Bildung statt Hunger
Veröffentlicht am Fr, 05.10.2018
Das erinnert aber auch daran, dass trotz eines viel zu trockenen Sommers jeder und jede genug hat um satt zu werden. Das war nicht immer so.
In den letzten Wochen war viel darüber zu lesen, dass das Cannstatter Volksfest seit zweihundert Jahren gefeiert wird. Vor 200 Jahren war in Württemberg und anderswo eine verheerende Hungerzeit zu Ende gegangen. In den beiden Jahren davor waren Kartoffeln vor der Ernte in der Erde verfault, Getreide war nicht reif geworden. Nach dem Jahr ohne Sommer – es hatte 1816 selbst in den Niederungen im Juli geschneit- mussten die Menschen im Wortsinn kleine Brötchen backen. Der Brotteig war darüber hinaus mit Flechten, Moos und Sägemehl gestreckt worden. Manche sind verhungert, andere hatten aufgrund ihres geschwächten Körpers Infektionskrankheiten nichts entgegenzusetzen und sind an diesen Krankheiten gestorben.
Als dann im Sommer 1818 wieder eine gute Ernte eingefahren wurde, waren die Menschen froh und dankbar. Was lag also näher als die neue gute Ernte mit einem Fest zu feiern, aus dem letztlich das Cannstatter Volksfest entstanden ist.
So eine Hungersnot sollte die Bevölkerung nie mehr plagen. Diesem Ziel ist geschuldet, dass auf dem Wasen nicht nur ein fröhliches Fest gefeiert wurde, sondern auch Züchtungen von Tieren und Nahrungspflanzen präsentiert wurden. Die Landwirtschaft in Württemberg war damals rückständig. Die Nahrungsproduktion war ineffizient. Beim landwirtschaftlichen Fest auf dem Wasen wurden nun Erfindungen und Tipps, Ideen und neue Methoden für Ackerbau und Viehzucht ausgetauscht. Darüber hinaus wurde in Hohenheim eine landwirtschaftliche Schule gegründet. Letztlich ist der Ursprung des Volksfestes der Gedanke: Bildung gegen den Hunger.

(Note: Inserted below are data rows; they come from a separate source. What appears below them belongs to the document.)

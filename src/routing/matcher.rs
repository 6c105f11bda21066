//! Path pattern matching logic.
//!
//! # Responsibilities
//! - Tokenize route paths into literal, parameter and catch-all segments
//! - Join child patterns onto their parent pattern
//! - Match request path segments and capture parameters
//! - Build concrete paths back from a pattern and parameters
//!
//! # Design Decisions
//! - Literal segments are case-sensitive
//! - Empty segments are ignored (`/a//b/` == `/a/b`)
//! - A catch-all must be the final segment of the joined pattern
//! - No regex: patterns are a flat list of segments, matched in O(n)

use std::collections::BTreeMap;

use percent_encoding::{percent_decode_str, utf8_percent_encode, AsciiSet, CONTROLS};

use crate::routing::error::RouteTableError;

/// Characters escaped when a parameter value is written into a path segment.
const SEGMENT: &AsciiSet = &CONTROLS
    .add(b' ')
    .add(b'"')
    .add(b'#')
    .add(b'%')
    .add(b'/')
    .add(b'<')
    .add(b'>')
    .add(b'?')
    .add(b'`')
    .add(b'{')
    .add(b'}');

/// vue-router's spelling of a repeatable "match anything" parameter.
const REPEAT_ANY_SUFFIX: &str = "(.*)*";

/// Captured path parameters, keyed by parameter name.
pub type Params = BTreeMap<String, String>;

/// One token of a path pattern.
#[derive(Debug, Clone, PartialEq, Eq)]
pub enum Segment {
    /// Must equal the path segment exactly.
    Literal(String),
    /// `:name` — captures exactly one segment.
    Param(String),
    /// `*name` or `:name(.*)*` — captures all remaining segments, possibly none.
    CatchAll(String),
}

/// A compiled path pattern.
#[derive(Debug, Clone, PartialEq, Eq)]
pub struct PathPattern {
    raw: String,
    absolute: bool,
    segments: Vec<Segment>,
}

impl PathPattern {
    /// Parse a route path such as `/pokemon-details/:name`.
    pub fn parse(raw: &str) -> Result<Self, RouteTableError> {
        let mut segments = Vec::new();

        for token in raw.split('/').filter(|t| !t.is_empty()) {
            let segment = if let Some(name) = token.strip_prefix(':') {
                match name.strip_suffix(REPEAT_ANY_SUFFIX) {
                    Some(name) => Segment::CatchAll(param_name(raw, name)?),
                    None if name.contains('(') => {
                        return Err(RouteTableError::UnsupportedSyntax {
                            path: raw.to_string(),
                            token: token.to_string(),
                        })
                    }
                    None => Segment::Param(param_name(raw, name)?),
                }
            } else if let Some(name) = token.strip_prefix('*') {
                Segment::CatchAll(param_name(raw, name)?)
            } else {
                Segment::Literal(token.to_string())
            };
            segments.push(segment);
        }

        let pattern = Self {
            raw: raw.to_string(),
            absolute: raw.starts_with('/'),
            segments,
        };
        pattern.check()?;
        Ok(pattern)
    }

    /// Resolve `child` relative to `self`.
    ///
    /// An absolute child path replaces the parent path entirely.
    pub fn join(&self, child: &PathPattern) -> Result<Self, RouteTableError> {
        if child.absolute {
            return Ok(child.clone());
        }
        if child.segments.is_empty() {
            return Ok(self.clone());
        }

        let raw = format!("{}/{}", self.raw.trim_end_matches('/'), child.raw);
        let mut segments = self.segments.clone();
        segments.extend(child.segments.iter().cloned());

        let joined = Self {
            raw,
            absolute: self.absolute,
            segments,
        };
        joined.check()?;
        Ok(joined)
    }

    fn check(&self) -> Result<(), RouteTableError> {
        let last = self.segments.len().saturating_sub(1);
        let mut names = Vec::new();

        for (i, segment) in self.segments.iter().enumerate() {
            match segment {
                Segment::Literal(_) => continue,
                Segment::CatchAll(_) if i != last => {
                    return Err(RouteTableError::CatchAllNotFinal {
                        path: self.raw.clone(),
                    })
                }
                Segment::Param(name) | Segment::CatchAll(name) => {
                    if names.contains(&name) {
                        return Err(RouteTableError::DuplicateParam {
                            path: self.raw.clone(),
                            param: name.clone(),
                        });
                    }
                    names.push(name);
                }
            }
        }
        Ok(())
    }

    /// The path this pattern was declared with (joined with its parents).
    pub fn as_str(&self) -> &str {
        &self.raw
    }

    pub fn segments(&self) -> &[Segment] {
        &self.segments
    }

    /// Key shared by every pattern that matches exactly the same paths.
    ///
    /// Parameter names are erased and slashes normalized, so `/x/:id/` and
    /// `/x/:name` have the same shape.
    pub fn shape(&self) -> String {
        let parts: Vec<&str> = self
            .segments
            .iter()
            .map(|segment| match segment {
                Segment::Literal(literal) => literal.as_str(),
                Segment::Param(_) => ":",
                Segment::CatchAll(_) => "*",
            })
            .collect();
        format!("/{}", parts.join("/"))
    }

    /// True if the pattern matches every possible path.
    pub fn is_total(&self) -> bool {
        matches!(self.segments.first(), Some(Segment::CatchAll(_)))
    }

    /// Match split path segments, returning the captured parameters.
    ///
    /// Parameter values are percent-decoded.
    pub fn matches(&self, path: &[&str]) -> Option<Params> {
        let mut params = Params::new();

        for (i, segment) in self.segments.iter().enumerate() {
            match segment {
                Segment::Literal(literal) => {
                    if path.get(i).copied() != Some(literal.as_str()) {
                        return None;
                    }
                }
                Segment::Param(name) => {
                    let value = path.get(i)?;
                    params.insert(name.clone(), decode(value));
                }
                Segment::CatchAll(name) => {
                    let rest: Vec<String> = path[i.min(path.len())..]
                        .iter()
                        .map(|s| decode(s))
                        .collect();
                    params.insert(name.clone(), rest.join("/"));
                    return Some(params);
                }
            }
        }

        (path.len() == self.segments.len()).then_some(params)
    }

    /// Build a concrete path from this pattern.
    ///
    /// Returns `None` if a parameter (other than a catch-all) is missing.
    pub fn build(&self, params: &Params) -> Option<String> {
        let mut parts: Vec<String> = Vec::with_capacity(self.segments.len());

        for segment in &self.segments {
            match segment {
                Segment::Literal(literal) => parts.push(literal.clone()),
                Segment::Param(name) => {
                    let value = params.get(name).filter(|v| !v.is_empty())?;
                    parts.push(utf8_percent_encode(value, SEGMENT).to_string());
                }
                Segment::CatchAll(name) => {
                    if let Some(value) = params.get(name) {
                        parts.extend(
                            value
                                .split('/')
                                .filter(|s| !s.is_empty())
                                .map(|s| utf8_percent_encode(s, SEGMENT).to_string()),
                        );
                    }
                }
            }
        }

        Some(format!("/{}", parts.join("/")))
    }
}

/// Split a request path into its non-empty segments.
///
/// Any query string or fragment is dropped first.
pub fn split_path(path: &str) -> Vec<&str> {
    let path = path.split(['?', '#']).next().unwrap_or_default();
    path.split('/').filter(|s| !s.is_empty()).collect()
}

fn param_name(path: &str, name: &str) -> Result<String, RouteTableError> {
    if name.is_empty() {
        return Err(RouteTableError::EmptyParamName {
            path: path.to_string(),
        });
    }
    Ok(name.to_string())
}

fn decode(segment: &str) -> String {
    percent_decode_str(segment).decode_utf8_lossy().into_owned()
}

Bildung gegen den Hunger. Das gilt sicher auch heute. Wer eine entsprechende Ausbildung genossen hat, findet leichter eine Arbeitsstelle, von deren Lohn er auch leben kann. Aber darüber hinaus ist es auch nötig darüber nachzudenken, dass heutzutage manche trotz einer Arbeitsstelle nicht vom Arbeitslohn leben können und ergänzende Hilfen benötigen. Das Wohnen in den Ballungsräumen ist so teuer geworden, dass auch Normalverdiener mit den Mietzahlungen überfordert sind. Vor 200 Jahren hat die Politik mit einer Bildungsoffensive reagiert. Müsste in der Gegenwart die Politik nicht auch reagieren: Mit der Heraufsetzung des Mindestlohnes und dem Bau von Sozialwohnungen?